In recent months, have been slowly working my way through Brian P. Hogan’s 57 Exercises for Programmers in Haskell in my lunch breaks and on bus journeys. You can see the github repo if you’re interested.
As I work my way through the exercises, I have been trying to use idiomatic Haskell ways of doing things — a great way to become familiar with some of the libraries that are out there.
Libraries like wreq and aeson have been able to do a lot of heavy lifting for me. As Larry Wall famously said in the Camel Book
the three great virtues of a programmer [are]: laziness, impatience, and hubris. Libraries help with at least laziness and impatience!
The latest couple of exercises deal with creating and interacting with REST APIs, so I decided to have a play with Servant.
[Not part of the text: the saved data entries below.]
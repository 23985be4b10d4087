//! Spatial renderer: one frame, fully redrawn, onto any `Surface`.
//!
//! RULES:
//!   - Stateless per call. Nothing is diffed against the previous frame.
//!   - Layers are drawn strictly back to front, in `Layer` order.
//!   - Output depends only on the frame and the options: same input, same
//!     draw calls, in the same order.

mod display_list;
mod svg;

pub use display_list::{DisplayList, DrawOp};
pub use svg::SvgSurface;

use crate::{
    frame::Frame,
    model::{Heatmap, PackageStatus},
    types::GridPosition,
};

// ── Geometry and color ─────────────────────────────────────────────

#[derive(Debug, Clone, Copy, PartialEq)]
pub struct Point {
    pub x: f32,
    pub y: f32,
}

#[derive(Debug, Clone, Copy, PartialEq)]
pub struct Rect {
    pub x:      f32,
    pub y:      f32,
    pub width:  f32,
    pub height: f32,
}

impl Rect {
    /// Shrink by `pad` on every side.
    pub fn inset(self, pad: f32) -> Self {
        Self {
            x:      self.x + pad,
            y:      self.y + pad,
            width:  (self.width - 2.0 * pad).max(0.0),
            height: (self.height - 2.0 * pad).max(0.0),
        }
    }

    pub fn center(self) -> Point {
        Point {
            x: self.x + self.width / 2.0,
            y: self.y + self.height / 2.0,
        }
    }
}

#[derive(Debug, Clone, Copy, PartialEq)]
pub struct Rgba {
    pub r: u8,
    pub g: u8,
    pub b: u8,
    /// 0.0 (transparent) to 1.0 (opaque).
    pub a: f32,
}

impl Rgba {
    pub const fn rgb(r: u8, g: u8, b: u8) -> Self {
        Self { r, g, b, a: 1.0 }
    }

    pub fn with_alpha(self, a: f32) -> Self {
        Self {
            a: a.clamp(0.0, 1.0),
            ..self
        }
    }

    /// `#rrggbb`, alpha not included.
    pub fn hex(self) -> String {
        format!("#{:02x}{:02x}{:02x}", self.r, self.g, self.b)
    }
}

// ── Palette ────────────────────────────────────────────────────────

pub mod palette {
    use super::Rgba;

    pub const BACKGROUND: Rgba = Rgba::rgb(0xec, 0xf0, 0xf1);
    pub const GRID:       Rgba = Rgba::rgb(0xcc, 0xcc, 0xcc);
    pub const OBSTACLE:   Rgba = Rgba::rgb(0x7f, 0x8c, 0x8d);
    pub const PICKUP:     Rgba = Rgba::rgb(0xe6, 0x7e, 0x22);
    pub const DROPOFF:    Rgba = Rgba::rgb(0x8e, 0x44, 0xad);
    pub const CHARGING:   Rgba = Rgba::rgb(0x16, 0xa0, 0x85);
    pub const RESERVED:   Rgba = Rgba::rgb(0x34, 0x98, 0xdb);
    pub const IN_TRANSIT: Rgba = Rgba::rgb(0xe6, 0x7e, 0x22);
    pub const DELIVERED:  Rgba = Rgba::rgb(0x27, 0xae, 0x60);
    pub const LABEL:      Rgba = Rgba::rgb(0x34, 0x49, 0x5e);

    /// Heat ramp stops: cool, neutral, hot.
    pub const HEAT_COOL:    Rgba = Rgba::rgb(0x34, 0x98, 0xdb);
    pub const HEAT_NEUTRAL: Rgba = Rgba::rgb(0xf1, 0xc4, 0x0f);
    pub const HEAT_HOT:     Rgba = Rgba::rgb(0xe7, 0x4c, 0x3c);

    pub const ROBOTS: [Rgba; 8] = [
        Rgba::rgb(0x29, 0x80, 0xb9),
        Rgba::rgb(0xc0, 0x39, 0x2b),
        Rgba::rgb(0x27, 0xae, 0x60),
        Rgba::rgb(0xf3, 0x9c, 0x12),
        Rgba::rgb(0x8e, 0x44, 0xad),
        Rgba::rgb(0x16, 0xa0, 0x85),
        Rgba::rgb(0xd3, 0x54, 0x00),
        Rgba::rgb(0x2c, 0x3e, 0x50),
    ];
}

/// Stable color for a robot id. Pure function of the id.
pub fn robot_color(robot_id: &str) -> Rgba {
    let hash = robot_id
        .bytes()
        .fold(0u32, |h, b| h.wrapping_mul(31).wrapping_add(u32::from(b)));
    palette::ROBOTS[hash as usize % palette::ROBOTS.len()]
}

/// Point on the cool → neutral → hot ramp for `t` in 0..=1.
pub fn heat_color(t: f32) -> Rgba {
    let t = t.clamp(0.0, 1.0);
    let (from, to, local) = if t < 0.5 {
        (palette::HEAT_COOL, palette::HEAT_NEUTRAL, t * 2.0)
    } else {
        (palette::HEAT_NEUTRAL, palette::HEAT_HOT, (t - 0.5) * 2.0)
    };
    let mix = |a: u8, b: u8| (f32::from(a) + (f32::from(b) - f32::from(a)) * local).round() as u8;
    Rgba::rgb(mix(from.r, to.r), mix(from.g, to.g), mix(from.b, to.b))
}

/// Occupied cells with their intensity relative to the hottest cell.
/// Unparseable keys and zero counts are left out. All-zero input yields
/// nothing.
pub fn heat_intensities(heatmap: &Heatmap) -> Vec<(GridPosition, f32)> {
    let cells: Vec<(GridPosition, u64)> = heatmap
        .iter()
        .filter_map(|(key, count)| match GridPosition::parse_cell_key(key) {
            Some(cell) => Some((cell, *count)),
            None => {
                log::debug!("skipping heatmap key {key:?}");
                None
            }
        })
        .collect();

    let max = cells.iter().map(|(_, count)| *count).max().unwrap_or(0);
    if max == 0 {
        return Vec::new();
    }
    cells
        .into_iter()
        .filter(|(_, count)| *count > 0)
        .map(|(cell, count)| (cell, count as f32 / max as f32))
        .collect()
}

/// Short on-canvas label: the tail of the id's last segment.
pub fn short_label(id: &str) -> &str {
    let segment = id.rsplit(['-', '_']).next().unwrap_or(id);
    let segment = if segment.is_empty() { id } else { segment };
    match segment.char_indices().rev().nth(3) {
        Some((start, _)) => &segment[start..],
        None => segment,
    }
}

// ── Surface ────────────────────────────────────────────────────────

#[derive(Debug, Clone, Copy, PartialEq, Eq, PartialOrd, Ord, Hash)]
pub enum Layer {
    Background,
    Obstacles,
    Zones,
    Charging,
    Heatmap,
    Reservations,
    Packages,
    Robots,
}

/// A 2-D drawing target. Coordinates are pixels, origin top-left.
pub trait Surface {
    /// Called before each layer's draw calls.
    fn set_layer(&mut self, _layer: Layer) {}

    /// Start a fresh frame of the given size, cleared to `background`.
    fn begin(&mut self, width: f32, height: f32, background: Rgba);

    fn fill_rect(&mut self, rect: Rect, color: Rgba);

    fn stroke_rect(&mut self, rect: Rect, color: Rgba, line_width: f32);

    fn line(&mut self, from: Point, to: Point, color: Rgba, line_width: f32);

    fn polyline(&mut self, points: &[Point], color: Rgba, line_width: f32);

    fn fill_circle(&mut self, center: Point, radius: f32, color: Rgba);

    fn text(&mut self, at: Point, text: &str, color: Rgba, size: f32);
}

#[derive(Debug, Clone, Copy, PartialEq)]
pub struct RenderOptions {
    pub show_heatmap: bool,
    /// Overrides the layout's own cell size.
    pub cell_px:      Option<u32>,
}

impl Default for RenderOptions {
    fn default() -> Self {
        Self {
            show_heatmap: true,
            cell_px:      None,
        }
    }
}

struct Grid {
    cell: f32,
}

impl Grid {
    fn cell_rect(&self, pos: GridPosition) -> Rect {
        Rect {
            x:      pos.x as f32 * self.cell,
            y:      pos.y as f32 * self.cell,
            width:  self.cell,
            height: self.cell,
        }
    }

    fn cell_center(&self, pos: GridPosition) -> Point {
        self.cell_rect(pos).center()
    }
}

/// Draw `frame` onto `surface`, back to front.
pub fn render_frame<S: Surface + ?Sized>(frame: &Frame<'_>, options: &RenderOptions, surface: &mut S) {
    let layout = frame.layout;
    let grid = Grid {
        cell: options.cell_px.unwrap_or(layout.cell_size).max(1) as f32,
    };
    let width = layout.width as f32 * grid.cell;
    let height = layout.height as f32 * grid.cell;

    // 1. Background and grid lines.
    surface.set_layer(Layer::Background);
    surface.begin(width, height, palette::BACKGROUND);
    for col in 0..=layout.width {
        let x = col as f32 * grid.cell;
        surface.line(Point { x, y: 0.0 }, Point { x, y: height }, palette::GRID, 1.0);
    }
    for row in 0..=layout.height {
        let y = row as f32 * grid.cell;
        surface.line(Point { x: 0.0, y }, Point { x: width, y }, palette::GRID, 1.0);
    }

    // 2. Obstacles.
    surface.set_layer(Layer::Obstacles);
    for cell in &layout.obstacles {
        surface.fill_rect(grid.cell_rect(*cell), palette::OBSTACLE);
    }

    // 3. Pickup and drop-off zones.
    surface.set_layer(Layer::Zones);
    for cell in &layout.pickup_zones {
        surface.fill_rect(grid.cell_rect(*cell), palette::PICKUP.with_alpha(0.25));
    }
    for cell in &layout.dropoff_zones {
        surface.fill_rect(grid.cell_rect(*cell), palette::DROPOFF.with_alpha(0.25));
    }

    // 4. Charging stations.
    surface.set_layer(Layer::Charging);
    for cell in &layout.charging_zones {
        surface.stroke_rect(grid.cell_rect(*cell).inset(2.0), palette::CHARGING, 2.0);
    }

    // 5. Heatmap.
    if options.show_heatmap {
        if let Some(heatmap) = frame.heatmap.filter(|h| !h.is_empty()) {
            surface.set_layer(Layer::Heatmap);
            for (cell, intensity) in heat_intensities(heatmap) {
                surface.fill_rect(grid.cell_rect(cell), heat_color(intensity).with_alpha(intensity));
            }
        }
    }

    // 6. Reservations.
    surface.set_layer(Layer::Reservations);
    for reservation in frame.reservations {
        surface.fill_rect(
            grid.cell_rect(reservation.position).inset(1.0),
            palette::RESERVED.with_alpha(0.3),
        );
    }

    // 7. Packages.
    surface.set_layer(Layer::Packages);
    let label_size = (grid.cell * 0.3).max(6.0);
    for package in frame.packages {
        let color = match package.status {
            PackageStatus::Delivered => palette::DELIVERED,
            _ => palette::IN_TRANSIT,
        };
        let rect = grid.cell_rect(package.position).inset(grid.cell * 0.2);
        surface.fill_rect(rect, color);
        surface.text(rect.center(), short_label(&package.id), palette::LABEL, label_size);
    }

    // 8. Robots: path trace first, then the body.
    surface.set_layer(Layer::Robots);
    for robot in frame.robots {
        let color = robot_color(&robot.robot_id);
        if !robot.path.is_empty() {
            let mut points = Vec::with_capacity(robot.path.len() + 1);
            points.push(grid.cell_center(robot.position));
            points.extend(robot.path.iter().map(|p| grid.cell_center(*p)));
            surface.polyline(&points, color.with_alpha(0.35), 2.0);
        }
        let center = grid.cell_center(robot.position);
        surface.fill_circle(center, grid.cell * 0.4, color);
        surface.text(
            Point {
                x: center.x,
                y: center.y - grid.cell * 0.55,
            },
            short_label(&robot.robot_id),
            palette::LABEL,
            label_size,
        );
    }
}

#[cfg(test)]
mod tests {
    use super::*;

    #[test]
    fn short_label_takes_tail_of_last_segment() {
        assert_eq!(short_label("robot-7"), "7");
        assert_eq!(short_label("pkg_000123"), "0123");
        assert_eq!(short_label("R2"), "R2");
        assert_eq!(short_label("trailing-"), "ing-");
    }

    #[test]
    fn heat_ramp_endpoints() {
        assert_eq!(heat_color(0.0), palette::HEAT_COOL);
        assert_eq!(heat_color(0.5), palette::HEAT_NEUTRAL);
        assert_eq!(heat_color(1.0), palette::HEAT_HOT);
    }
}
use super::{Layer, Point, Rect, Rgba, Surface};
use std::fmt::Write as _;

/// Serializes one frame to a standalone SVG document, one `<g>` per layer.
#[derive(Debug, Clone, Default)]
pub struct SvgSurface {
    width:      f32,
    height:     f32,
    body:       String,
    open_group: bool,
}

impl SvgSurface {
    pub fn new() -> Self {
        Self::default()
    }

    /// The finished document.
    pub fn finish(mut self) -> String {
        self.close_group();
        format!(
            "<svg xmlns=\"http://www.w3.org/2000/svg\" width=\"{w}\" height=\"{h}\" viewBox=\"0 0 {w} {h}\">\n{body}</svg>\n",
            w = fmt_num(self.width),
            h = fmt_num(self.height),
            body = self.body,
        )
    }

    fn close_group(&mut self) {
        if self.open_group {
            self.body.push_str("</g>\n");
            self.open_group = false;
        }
    }

    fn paint(attr: &str, color: Rgba) -> String {
        if color.a >= 1.0 {
            format!("{attr}=\"{}\"", color.hex())
        } else {
            format!("{attr}=\"{}\" {attr}-opacity=\"{:.3}\"", color.hex(), color.a)
        }
    }
}

fn fmt_num(v: f32) -> String {
    if v.fract() == 0.0 {
        format!("{}", v as i64)
    } else {
        format!("{v:.2}")
    }
}

fn escape(text: &str) -> String {
    let mut out = String::with_capacity(text.len());
    for c in text.chars() {
        match c {
            '&' => out.push_str("&amp;"),
            '<' => out.push_str("&lt;"),
            '>' => out.push_str("&gt;"),
            '"' => out.push_str("&quot;"),
            _ => out.push(c),
        }
    }
    out
}

impl Surface for SvgSurface {
    fn set_layer(&mut self, layer: Layer) {
        self.close_group();
        let _ = writeln!(self.body, "<g id=\"{}\">", format!("{layer:?}").to_lowercase());
        self.open_group = true;
    }

    fn begin(&mut self, width: f32, height: f32, background: Rgba) {
        self.width = width;
        self.height = height;
        let _ = writeln!(
            self.body,
            "<rect x=\"0\" y=\"0\" width=\"{}\" height=\"{}\" {}/>",
            fmt_num(width),
            fmt_num(height),
            Self::paint("fill", background)
        );
    }

    fn fill_rect(&mut self, rect: Rect, color: Rgba) {
        let _ = writeln!(
            self.body,
            "<rect x=\"{}\" y=\"{}\" width=\"{}\" height=\"{}\" {}/>",
            fmt_num(rect.x),
            fmt_num(rect.y),
            fmt_num(rect.width),
            fmt_num(rect.height),
            Self::paint("fill", color)
        );
    }

    fn stroke_rect(&mut self, rect: Rect, color: Rgba, line_width: f32) {
        let _ = writeln!(
            self.body,
            "<rect x=\"{}\" y=\"{}\" width=\"{}\" height=\"{}\" fill=\"none\" {} stroke-width=\"{}\"/>",
            fmt_num(rect.x),
            fmt_num(rect.y),
            fmt_num(rect.width),
            fmt_num(rect.height),
            Self::paint("stroke", color),
            fmt_num(line_width)
        );
    }

    fn line(&mut self, from: Point, to: Point, color: Rgba, line_width: f32) {
        let _ = writeln!(
            self.body,
            "<line x1=\"{}\" y1=\"{}\" x2=\"{}\" y2=\"{}\" {} stroke-width=\"{}\"/>",
            fmt_num(from.x),
            fmt_num(from.y),
            fmt_num(to.x),
            fmt_num(to.y),
            Self::paint("stroke", color),
            fmt_num(line_width)
        );
    }

    fn polyline(&mut self, points: &[Point], color: Rgba, line_width: f32) {
        if points.len() < 2 {
            return;
        }
        let coords: Vec<String> = points
            .iter()
            .map(|p| format!("{},{}", fmt_num(p.x), fmt_num(p.y)))
            .collect();
        let _ = writeln!(
            self.body,
            "<polyline points=\"{}\" fill=\"none\" {} stroke-width=\"{}\"/>",
            coords.join(" "),
            Self::paint("stroke", color),
            fmt_num(line_width)
        );
    }

    fn fill_circle(&mut self, center: Point, radius: f32, color: Rgba) {
        let _ = writeln!(
            self.body,
            "<circle cx=\"{}\" cy=\"{}\" r=\"{}\" {}/>",
            fmt_num(center.x),
            fmt_num(center.y),
            fmt_num(radius),
            Self::paint("fill", color)
        );
    }

    fn text(&mut self, at: Point, text: &str, color: Rgba, size: f32) {
        let _ = writeln!(
            self.body,
            "<text x=\"{}\" y=\"{}\" font-size=\"{}\" text-anchor=\"middle\" dominant-baseline=\"middle\" {}>{}</text>",
            fmt_num(at.x),
            fmt_num(at.y),
            fmt_num(size),
            Self::paint("fill", color),
            escape(text)
        );
    }
}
A lot of people in the Haskell community have been very excited about Servant, so it was a good chance to see what all the fuss was about.
The Servant docs describe it as
a Type-Level Web DSL. You describe your API using this DSL, effectively creating a type for it. Then, in the words of Taylor Fausak,
With a single API description, you can implement a server, then get documentation and clients for free.
Creating the docs and clients is possible with virtually no boilerplate code and the compiler will help you out when you are making changes to your API. You can generate a client in Haskell or, if you prefer, in Angular, AXios, jQuery or vanilla JS.
And if that is not enough, you can also spit out a Swagger specification, allowing you to take advantage of all the power that Swagger provides.
In order to achieve this, some quite cool type and kind features need to be used including stuff like type-level strings, type-level lists, type-level operators, and type families. If you want to learn more about how those parts work, then Servant, Type Families, and Type-level Everything by Dennis Gosnell is a good place to start.
Finally, here is a very helpful video introducing Servant and going through some of the implementation by David Johnson.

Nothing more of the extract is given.